# Chapter 18: import, read/write, .txt and .csv

In this brief chapter, we'll discuss the bare-bones basics of Python import statements, as well as the basic syntax for reading and writing files. We'll also look at opening / writing plain text files and Comma Separated Value (CSV) files. 

**Questions? Drop em in the Slack!**

## import

For the fullest explanation of import statements, as well as syntax not covered in this overview, **see the [Python documentation](https://docs.python.org/3/reference/import.html)**

One of the things that makes Python such an attractive option for scientific research ("scientific" including the human sciences!) is its rich open source library of packages that can be imported. We've already worked with `Pandas`, which is one example of such a package. A package is simply a set of Python files, or [modules](https://docs.python.org/3/tutorial/modules.html), that together provide functions or objects that can be used when imported into a Python script. The files contain Python functions or [classes](https://docs.python.org/3/tutorial/classes.html) and can import or call each other. When we import a module, though, we don't need to see any of this. 
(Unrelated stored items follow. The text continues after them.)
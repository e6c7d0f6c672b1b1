use std::fs;
use std::path::Path;

use anyhow::{Context, Result};
use tracing::{info, info_span};

use manifest_cli::store::{JsonManifestStore, SchemaFile, read_config, read_rows};
use manifest_core::{
    ProvenanceError, ProvenanceState, ReconcileOptions, ReconcileReport, SchemaSource,
    SharedState,
};
use manifest_map::MappingEngine;
use manifest_model::{ManifestSchema, ManifestSchemaConfig, MappingResult};

use crate::cli::{MapArgs, ReconcileArgs};

const DEFAULT_MANIFEST_ID: &str = "manifest";

pub struct MapOutcome {
    pub schema: ManifestSchema,
    pub mapping: MappingResult,
}

pub fn run_map(args: &MapArgs) -> Result<MapOutcome> {
    let schema = SchemaFile::new(&args.schema).manifest_schema()?;
    let rows = read_rows(&args.rows)?;
    let mapping = MappingEngine::new(&schema).map_rows(&rows);
    Ok(MapOutcome { schema, mapping })
}

/// State after a pass together with the pass result; the state is kept even
/// when the pass failed so it can be reviewed.
pub struct ReconcileOutcome {
    pub state: SharedState,
    pub result: std::result::Result<ReconcileReport, ProvenanceError>,
}

pub fn run_reconcile(args: &ReconcileArgs, log_data: bool) -> Result<ReconcileOutcome> {
    let mut state = load_state(args)?;
    let span = info_span!("manifest", manifest_id = %state.manifest_id);
    let _guard = span.enter();

    let config = match &args.config {
        Some(path) => read_config(path)?,
        None => ManifestSchemaConfig::default(),
    };
    let options = ReconcileOptions::new(config)
        .with_log_data(log_data)
        .with_dry_run(args.dry_run);

    let source = SchemaFile::new(&args.schema);
    let mut store = JsonManifestStore::open(&args.store)?;
    let result = ProvenanceState::new(&source, &mut store, options).apply(&mut state);

    if let Some(path) = &args.output {
        write_state(path, &state)?;
        info!(path = %path.display(), "wrote state");
    }
    Ok(ReconcileOutcome { state, result })
}

fn load_state(args: &ReconcileArgs) -> Result<SharedState> {
    let mut state = match &args.state {
        Some(path) => {
            let json = fs::read_to_string(path)
                .with_context(|| format!("read state {}", path.display()))?;
            serde_json::from_str(&json)
                .with_context(|| format!("parse state {}", path.display()))?
        }
        None => SharedState::default(),
    };
    if let Some(id) = &args.manifest_id {
        state.manifest_id.clone_from(id);
    }
    if state.manifest_id.is_empty() {
        state.manifest_id = DEFAULT_MANIFEST_ID.to_string();
    }
    if let Some(path) = &args.rows {
        state.replace_raw(read_rows(path)?);
    }
    Ok(state)
}

fn write_state(path: &Path, state: &SharedState) -> Result<()> {
    let json = serde_json::to_string_pretty(state).context("serialize state")?;
    fs::write(path, json).with_context(|| format!("write state {}", path.display()))
}
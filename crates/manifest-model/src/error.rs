use thiserror::Error;

#[derive(Debug, Error)]
#[non_exhaustive]
pub enum ModelError {
    #[error("invalid field name pattern for '{field}': {source}")]
    InvalidPattern {
        field: String,
        #[source]
        source: regex::Error,
    },
    #[error("invalid schema field name: {0:?}")]
    InvalidFieldName(String),
    #[error("schema json error: {0}")]
    Json(#[from] serde_json::Error),
}

pub type Result<T> = std::result::Result<T, ModelError>;
use super::*;
use crate::storage::{FileStore, MemoryStore, StorageError};

/// Store whose every operation fails.
struct BrokenStore;

impl KeyValueStore for BrokenStore {
    fn get(&self, _key: &str) -> Result<Option<String>, StorageError> {
        Err(StorageError::Unavailable("broken".into()))
    }

    fn set(&mut self, _key: &str, _value: &str) -> Result<(), StorageError> {
        Err(StorageError::Unavailable("broken".into()))
    }

    fn remove(&mut self, _key: &str) -> Result<(), StorageError> {
        Err(StorageError::Unavailable("broken".into()))
    }
}

fn alice() -> User {
    User { username: "alice".into(), email: "alice".into() }
}

// =============================================================================
// login
// =============================================================================

#[test]
fn login_rejects_empty_username_or_password() {
    let mut session = Session::new(MemoryStore::new());
    assert!(!session.login("", "x"));
    assert!(!session.login("x", ""));
    assert!(!session.login("", ""));
    assert!(!session.is_authenticated());
    assert!(session.user().is_none());
    assert!(session.store().is_empty());
}

#[test]
fn login_sets_user_with_username_as_email() {
    let mut session = Session::new(MemoryStore::new());
    assert!(session.login("alice", "pw"));
    assert!(session.is_authenticated());
    assert_eq!(session.user(), Some(&alice()));
}

#[test]
fn login_persists_marker_and_user_json() {
    let mut session = Session::new(MemoryStore::new());
    session.login("alice", "pw");

    let store = session.into_store();
    assert_eq!(store.get(IS_AUTHENTICATED_KEY).unwrap().as_deref(), Some("true"));
    let raw = store.get(USER_KEY).unwrap().unwrap();
    let json: serde_json::Value = serde_json::from_str(&raw).unwrap();
    assert_eq!(json["username"], "alice");
    assert_eq!(json["email"], "alice");
}

#[test]
fn login_accepts_whitespace_credentials() {
    let mut session = Session::new(MemoryStore::new());
    assert!(session.login(" ", " "));
}

#[test]
fn login_with_custom_check() {
    struct OnlyAdmin;
    impl CredentialCheck for OnlyAdmin {
        fn accepts(&self, username: &str, password: &str) -> bool {
            username == "admin" && password == "secret"
        }
    }

    let mut session = Session::with_check(MemoryStore::new(), OnlyAdmin);
    assert!(!session.login("alice", "pw"));
    assert!(session.login("admin", "secret"));
    assert_eq!(session.user().map(|u| u.username.as_str()), Some("admin"));
}

// =============================================================================
// logout
// =============================================================================

#[test]
fn logout_clears_state_and_storage() {
    let mut session = Session::new(MemoryStore::new());
    session.login("alice", "pw");
    session.logout();

    assert!(!session.is_authenticated());
    assert!(session.user().is_none());
    assert!(session.store().is_empty());
}

#[test]
fn logout_when_logged_out_is_noop() {
    let mut session = Session::new(MemoryStore::new());
    session.logout();
    assert_eq!(session.state(), &SessionState::default());
}

// =============================================================================
// check_auth
// =============================================================================

#[test]
fn check_auth_without_persisted_data_is_false() {
    let mut session = Session::new(MemoryStore::new());
    assert!(!session.check_auth());
    assert!(session.user().is_none());
}

#[test]
fn check_auth_round_trips_across_fresh_session() {
    let mut first = Session::new(MemoryStore::new());
    first.login("alice", "pw");
    let before = first.state().clone();

    let mut second = Session::new(first.into_store());
    assert!(second.is_authenticated());
    assert!(second.check_auth());
    assert_eq!(second.state(), &before);
}

#[test]
fn check_auth_requires_literal_true_marker() {
    let mut store = MemoryStore::new();
    store.set(IS_AUTHENTICATED_KEY, "TRUE").unwrap();
    store.set(USER_KEY, r#"{"username":"alice","email":"alice"}"#).unwrap();

    let session = Session::new(store);
    assert!(!session.is_authenticated());
}

#[test]
fn check_auth_requires_user_entry() {
    let mut store = MemoryStore::new();
    store.set(IS_AUTHENTICATED_KEY, "true").unwrap();
    let mut session = Session::new(store);
    assert!(!session.check_auth());

    let mut store = session.into_store();
    store.set(USER_KEY, "").unwrap();
    let mut session = Session::new(store);
    assert!(!session.check_auth());
}

#[test]
fn check_auth_treats_malformed_user_as_logged_out() {
    let mut store = MemoryStore::new();
    store.set(IS_AUTHENTICATED_KEY, "true").unwrap();
    store.set(USER_KEY, "{not json").unwrap();

    let mut session = Session::new(store);
    assert!(!session.check_auth());
    assert!(session.user().is_none());
    // Malformed entries are left in place.
    assert!(session.store().get(USER_KEY).unwrap().is_some());
}

#[test]
fn check_auth_resets_when_storage_cleared_externally() {
    let mut session = Session::new(MemoryStore::new());
    session.login("alice", "pw");

    // Another tab logging out.
    let mut store = session.into_store();
    store.remove(IS_AUTHENTICATED_KEY).unwrap();
    let mut session = Session::new(&mut store);
    assert!(!session.check_auth());
}

#[test]
fn round_trip_through_file_store() {
    let path = std::env::temp_dir()
        .join(format!("topic7-session-{}", uuid::Uuid::new_v4()))
        .join("session.json");

    {
        let mut session = Session::new(FileStore::open(&path).unwrap());
        assert!(session.login("alice", "pw"));
    }

    let session = Session::new(FileStore::open(&path).unwrap());
    assert_eq!(session.user(), Some(&alice()));

    std::fs::remove_dir_all(path.parent().unwrap()).unwrap();
}

// =============================================================================
// storage failures
// =============================================================================

#[test]
fn broken_store_starts_logged_out() {
    let session = Session::new(BrokenStore);
    assert!(!session.is_authenticated());
}

#[test]
fn broken_store_login_still_updates_memory() {
    let mut session = Session::new(BrokenStore);
    assert!(session.login("alice", "pw"));
    assert_eq!(session.user(), Some(&alice()));

    session.logout();
    assert!(!session.is_authenticated());
}

#[test]
fn failed_file_write_does_not_survive_into_fresh_session() {
    let path = std::env::temp_dir()
        .join(format!("topic7-session-{}", uuid::Uuid::new_v4()))
        .join("session.json");
    let dir = path.parent().unwrap().to_path_buf();
    let store = FileStore::open(&path).unwrap();
    std::fs::write(&dir, "").unwrap();

    let mut session = Session::new(store);
    assert!(session.login("alice", "pw"));

    let mut fresh = Session::new(session.into_store());
    assert!(!fresh.check_auth());

    std::fs::remove_file(&dir).unwrap();
}

// =============================================================================
// subscribe
// =============================================================================

#[test]
fn subscriber_sees_login_and_logout() {
    let mut session = Session::new(MemoryStore::new());
    let mut rx = session.subscribe();
    assert!(!rx.has_changed().unwrap());

    session.login("alice", "pw");
    assert!(rx.has_changed().unwrap());
    assert_eq!(rx.borrow_and_update().user(), Some(&alice()));

    session.logout();
    assert!(rx.has_changed().unwrap());
    assert!(!rx.borrow_and_update().is_authenticated());
}

#[test]
fn subscriber_not_notified_without_change() {
    let mut session = Session::new(MemoryStore::new());
    session.login("alice", "pw");
    let rx = session.subscribe();

    session.login("alice", "other");
    session.check_auth();
    assert!(!rx.has_changed().unwrap());
}

#[test]
fn subscriber_starts_from_rehydrated_state() {
    let mut store = MemoryStore::new();
    store.set(IS_AUTHENTICATED_KEY, "true").unwrap();
    store.set(USER_KEY, r#"{"username":"alice","email":"alice"}"#).unwrap();

    let session = Session::new(store);
    let rx = session.subscribe();
    assert!(rx.borrow().is_authenticated());
}

// =============================================================================
// User
// =============================================================================

#[test]
fn user_serializes_with_plain_keys() {
    let json = serde_json::to_string(&alice()).unwrap();
    assert_eq!(json, r#"{"username":"alice","email":"alice"}"#);
}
Some packages come standard with a Python installation. For instance, one of the most useful packages is the `collections` packages. The standard import statement is as follows:

In [1]:
import collections

Note that collections itself is a kind of object, a `module`.

In [2]:
type(collections)

module

Like other objects, modules have methods (i.e. functions) that we can call:

In [3]:
dir(collections)

['ChainMap',
 'Counter',
 'OrderedDict',
 'UserDict',
 'UserList',
 'UserString',
 '_Link',
 '_OrderedDictItemsView',
 '_OrderedDictKeysView',
 '_OrderedDictValuesView',
 '__all__',
 '__builtins__',
 '__cached__',
 '__doc__',
 '__file__',
 '__getattr__',
 '__loader__',
 '__name__',
 '__package__',
 '__path__',
 '__spec__',
 '_chain',
 '_collections_abc',
 '_count_elements',
 '_eq',
 '_heapq',
 '_iskeyword',
 '_itemgetter',
 '_proxy',
 '_recursive_repr',
 '_repeat',
 '_starmap',
 '_sys',
 '_tuplegetter',
 'abc',
 'defaultdict',
 'deque',
 'namedtuple']

We can also assign a short-hand name to packages when we import them, with the `as` statement:

In [4]:
import numpy as np

Now the package `numpy` is stored under a variable, `np`. 

In [6]:
type(np)

module

Just as with other variables assigned to objects with methods/functions, we can do things with `np`:

In [7]:
np.arange(1,10)

array([1, 2, 3, 4, 5, 6, 7, 8, 9])

### There are other details about import statements not dealt with here that you can find out more about in the [Python documentation](https://docs.python.org/3/reference/import.html).

## `pip` installing packages

The packages we've been importing here have probably already been installed by your Anaconda setup. But some packages you probably do not have. In Python, packages are stored in the [Python Package Index](https://pypi.org), which can be accessed by doing a "pip install". 

To do this, we need to supply a shell command to the `terminal` of our computer. On a Mac, you can do this by launching the `terminal` app and writing the command directly; on a PC, you can launch it in the `conda shell` via Anaconda.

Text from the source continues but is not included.